What is required ::
Every entry needs to be repeated exactly, with nothing left out.
━━━━━ Given records ━━━━━
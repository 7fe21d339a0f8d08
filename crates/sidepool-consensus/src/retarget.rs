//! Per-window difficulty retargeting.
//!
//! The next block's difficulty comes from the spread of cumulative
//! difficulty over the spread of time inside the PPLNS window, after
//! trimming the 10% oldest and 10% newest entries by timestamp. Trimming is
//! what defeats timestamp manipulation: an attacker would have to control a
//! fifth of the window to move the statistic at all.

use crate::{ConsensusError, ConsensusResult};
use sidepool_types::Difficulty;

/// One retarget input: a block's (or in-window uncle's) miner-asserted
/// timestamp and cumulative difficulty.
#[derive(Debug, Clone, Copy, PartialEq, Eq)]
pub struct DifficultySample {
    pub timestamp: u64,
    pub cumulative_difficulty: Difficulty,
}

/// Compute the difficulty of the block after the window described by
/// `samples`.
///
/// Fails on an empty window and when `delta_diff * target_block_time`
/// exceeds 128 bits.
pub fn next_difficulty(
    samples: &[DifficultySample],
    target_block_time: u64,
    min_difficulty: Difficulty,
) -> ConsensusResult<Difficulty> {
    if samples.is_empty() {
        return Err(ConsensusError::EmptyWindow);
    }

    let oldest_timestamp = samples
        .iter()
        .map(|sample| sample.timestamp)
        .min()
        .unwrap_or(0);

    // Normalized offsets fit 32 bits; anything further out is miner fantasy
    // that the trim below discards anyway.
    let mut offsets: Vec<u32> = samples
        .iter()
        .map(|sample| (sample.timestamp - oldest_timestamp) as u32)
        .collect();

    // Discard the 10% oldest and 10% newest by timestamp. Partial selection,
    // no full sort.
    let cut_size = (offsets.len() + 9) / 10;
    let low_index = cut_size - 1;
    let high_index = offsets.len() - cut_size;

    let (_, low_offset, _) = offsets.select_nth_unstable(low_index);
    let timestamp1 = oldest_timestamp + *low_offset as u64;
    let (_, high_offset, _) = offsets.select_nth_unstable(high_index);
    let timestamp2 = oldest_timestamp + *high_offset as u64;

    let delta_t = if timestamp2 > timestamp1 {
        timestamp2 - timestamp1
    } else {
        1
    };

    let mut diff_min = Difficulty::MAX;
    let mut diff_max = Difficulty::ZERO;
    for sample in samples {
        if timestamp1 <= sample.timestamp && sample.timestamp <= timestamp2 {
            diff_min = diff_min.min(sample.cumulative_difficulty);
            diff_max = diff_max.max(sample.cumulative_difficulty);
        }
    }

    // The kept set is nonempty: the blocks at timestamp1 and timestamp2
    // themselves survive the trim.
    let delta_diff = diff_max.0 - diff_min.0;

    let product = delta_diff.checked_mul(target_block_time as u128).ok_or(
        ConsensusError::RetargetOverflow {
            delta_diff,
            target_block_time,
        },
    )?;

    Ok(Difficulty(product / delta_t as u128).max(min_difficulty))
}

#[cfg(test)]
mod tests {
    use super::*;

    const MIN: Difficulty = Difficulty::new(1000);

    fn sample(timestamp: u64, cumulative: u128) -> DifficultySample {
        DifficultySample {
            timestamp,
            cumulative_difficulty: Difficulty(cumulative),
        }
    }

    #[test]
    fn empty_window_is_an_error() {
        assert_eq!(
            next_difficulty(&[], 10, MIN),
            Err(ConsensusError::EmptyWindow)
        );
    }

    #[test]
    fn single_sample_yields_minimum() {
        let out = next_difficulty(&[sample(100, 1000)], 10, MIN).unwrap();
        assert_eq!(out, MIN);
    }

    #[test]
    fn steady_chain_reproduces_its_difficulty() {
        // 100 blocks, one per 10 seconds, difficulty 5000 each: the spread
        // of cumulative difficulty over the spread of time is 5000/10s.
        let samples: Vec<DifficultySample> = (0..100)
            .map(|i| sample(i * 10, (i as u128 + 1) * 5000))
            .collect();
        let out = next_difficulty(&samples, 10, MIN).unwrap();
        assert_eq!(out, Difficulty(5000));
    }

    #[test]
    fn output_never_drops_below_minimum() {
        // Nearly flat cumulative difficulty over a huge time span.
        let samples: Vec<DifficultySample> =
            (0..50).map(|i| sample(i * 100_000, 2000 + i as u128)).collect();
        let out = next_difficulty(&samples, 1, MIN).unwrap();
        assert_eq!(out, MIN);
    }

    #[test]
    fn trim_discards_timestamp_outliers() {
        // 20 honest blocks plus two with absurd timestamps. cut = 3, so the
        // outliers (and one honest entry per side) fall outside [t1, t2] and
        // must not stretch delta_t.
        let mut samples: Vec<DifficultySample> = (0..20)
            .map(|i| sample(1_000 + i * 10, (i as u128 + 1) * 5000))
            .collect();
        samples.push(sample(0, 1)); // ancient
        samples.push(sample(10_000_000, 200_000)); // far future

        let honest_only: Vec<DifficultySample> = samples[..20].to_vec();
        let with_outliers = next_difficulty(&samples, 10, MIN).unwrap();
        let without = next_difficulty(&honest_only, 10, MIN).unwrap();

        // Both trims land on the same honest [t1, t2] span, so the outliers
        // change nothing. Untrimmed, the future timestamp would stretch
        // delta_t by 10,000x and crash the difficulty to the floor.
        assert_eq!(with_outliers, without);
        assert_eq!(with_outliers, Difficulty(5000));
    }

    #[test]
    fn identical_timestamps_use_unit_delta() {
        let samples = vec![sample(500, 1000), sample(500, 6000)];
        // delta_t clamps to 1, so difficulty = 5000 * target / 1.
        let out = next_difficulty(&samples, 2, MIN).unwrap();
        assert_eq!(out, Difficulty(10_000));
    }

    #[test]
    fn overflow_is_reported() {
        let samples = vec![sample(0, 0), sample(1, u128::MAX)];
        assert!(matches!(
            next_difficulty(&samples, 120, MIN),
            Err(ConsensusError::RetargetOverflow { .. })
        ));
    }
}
━━━━━
Response to this task ::
repository 7fe21d339a0f8d08
filename crates/sidepool-consensus/src/retarget.rs
//! Per-window difficulty retargeting.
//!
//! The next block's difficulty comes from the spread of cumulative
//! difficulty over the spread of time inside the PPLNS window, after
//! trimming the 10% oldest and 10% newest entries by timestamp. Trimming is
//! what defeats timestamp manipulation: an attacker would have to control a
//! fifth of the window to move the statistic at all.

use crate::{ConsensusError, ConsensusResult};
use sidepool_types::Difficulty;

/// One retarget input: a block's (or in-window uncle's) miner-asserted
/// timestamp and cumulative difficulty.
#[derive(Debug, Clone, Copy, PartialEq, Eq)]
pub struct DifficultySample {
    pub timestamp: u64,
    pub cumulative_difficulty: Difficulty,
}

/// Compute the difficulty of the block after the window described by
/// `samples`.
///
/// Fails on an empty window and when `delta_diff * target_block_time`
/// exceeds 128 bits.
pub fn next_difficulty(
    samples: &[DifficultySample],
    target_block_time: u64,
    min_difficulty: Difficulty,
) -> ConsensusResult<Difficulty> {
    if samples.is_empty() {
        return Err(ConsensusError::EmptyWindow);
    }

    let oldest_timestamp = samples
        .iter()
        .map(|sample| sample.timestamp)
        .min()
        .unwrap_or(0);

    // Normalized offsets fit 32 bits; anything further out is miner fantasy
    // that the trim below discards anyway.
    let mut offsets: Vec<u32> = samples
        .iter()
        .map(|sample| (sample.timestamp - oldest_timestamp) as u32)
        .collect();

    // Discard the 10% oldest and 10% newest by timestamp. Partial selection,
    // no full sort.
    let cut_size = (offsets.len() + 9) / 10;
    let low_index = cut_size - 1;
    let high_index = offsets.len() - cut_size;

    let (_, low_offset, _) = offsets.select_nth_unstable(low_index);
    let timestamp1 = oldest_timestamp + *low_offset as u64;
    let (_, high_offset, _) = offsets.select_nth_unstable(high_index);
    let timestamp2 = oldest_timestamp + *high_offset as u64;

    let delta_t = if timestamp2 > timestamp1 {
        timestamp2 - timestamp1
    } else {
        1
    };

    let mut diff_min = Difficulty::MAX;
    let mut diff_max = Difficulty::ZERO;
    for sample in samples {
        if timestamp1 <= sample.timestamp && sample.timestamp <= timestamp2 {
            diff_min = diff_min.min(sample.cumulative_difficulty);
            diff_max = diff_max.max(sample.cumulative_difficulty);
        }
    }

    // The kept set is nonempty: the blocks at timestamp1 and timestamp2
    // themselves survive the trim.
    let delta_diff = diff_max.0 - diff_min.0;

    let product = delta_diff.checked_mul(target_block_time as u128).ok_or(
        ConsensusError::RetargetOverflow {
            delta_diff,
            target_block_time,
        },
    )?;

    Ok(Difficulty(product / delta_t as u128).max(min_difficulty))
}

#[cfg(test)]
mod tests {
    use super::*;

    const MIN: Difficulty = Difficulty::new(1000);

    fn sample(timestamp: u64, cumulative: u128) -> DifficultySample {
        DifficultySample {
            timestamp,
            cumulative_difficulty: Difficulty(cumulative),
        }
    }

    #[test]
    fn empty_window_is_an_error() {
        assert_eq!(
            next_difficulty(&[], 10, MIN),
            Err(ConsensusError::EmptyWindow)
        );
    }

    #[test]
    fn single_sample_yields_minimum() {
        let out = next_difficulty(&[sample(100, 1000)], 10, MIN).unwrap();
        assert_eq!(out, MIN);
    }

    #[test]
    fn steady_chain_reproduces_its_difficulty() {
        // 100 blocks, one per 10 seconds, difficulty 5000 each: the spread
        // of cumulative difficulty over the spread of time is 5000/10s.
        let samples: Vec<DifficultySample> = (0..100)
            .map(|i| sample(i * 10, (i as u128 + 1) * 5000))
            .collect();
        let out = next_difficulty(&samples, 10, MIN).unwrap();
        assert_eq!(out, Difficulty(5000));
    }

    #[test]
    fn output_never_drops_below_minimum() {
        // Nearly flat cumulative difficulty over a huge time span.
        let samples: Vec<DifficultySample> =
            (0..50).map(|i| sample(i * 100_000, 2000 + i as u128)).collect();
        let out = next_difficulty(&samples, 1, MIN).unwrap();
        assert_eq!(out, MIN);
    }

    #[test]
    fn trim_discards_timestamp_outliers() {
        // 20 honest blocks plus two with absurd timestamps. cut = 3, so the
        // outliers (and one honest entry per side) fall outside [t1, t2] and
        // must not stretch delta_t.
        let mut samples: Vec<DifficultySample> = (0..20)
            .map(|i| sample(1_000 + i * 10, (i as u128 + 1) * 5000))
            .collect();
        samples.push(sample(0, 1)); // ancient
        samples.push(sample(10_000_000, 200_000)); // far future

        let honest_only: Vec<DifficultySample> = samples[..20].to_vec();
        let with_outliers = next_difficulty(&samples, 10, MIN).unwrap();
        let without = next_difficulty(&honest_only, 10, MIN).unwrap();

        // Both trims land on the same honest [t1, t2] span, so the outliers
        // change nothing. Untrimmed, the future timestamp would stretch
        // delta_t by 10,000x and crash the difficulty to the floor.
        assert_eq!(with_outliers, without);
        assert_eq!(with_outliers, Difficulty(5000));
    }

    #[test]
    fn identical_timestamps_use_unit_delta() {
        let samples = vec![sample(500, 1000), sample(500, 6000)];
        // delta_t clamps to 1, so difficulty = 5000 * target / 1.
        let out = next_difficulty(&samples, 2, MIN).unwrap();
        assert_eq!(out, Difficulty(10_000));
    }

    #[test]
    fn overflow_is_reported() {
        let samples = vec![sample(0, 0), sample(1, u128::MAX)];
        assert!(matches!(
            next_difficulty(&samples, 120, MIN),
            Err(ConsensusError::RetargetOverflow { .. })
        ));
    }
}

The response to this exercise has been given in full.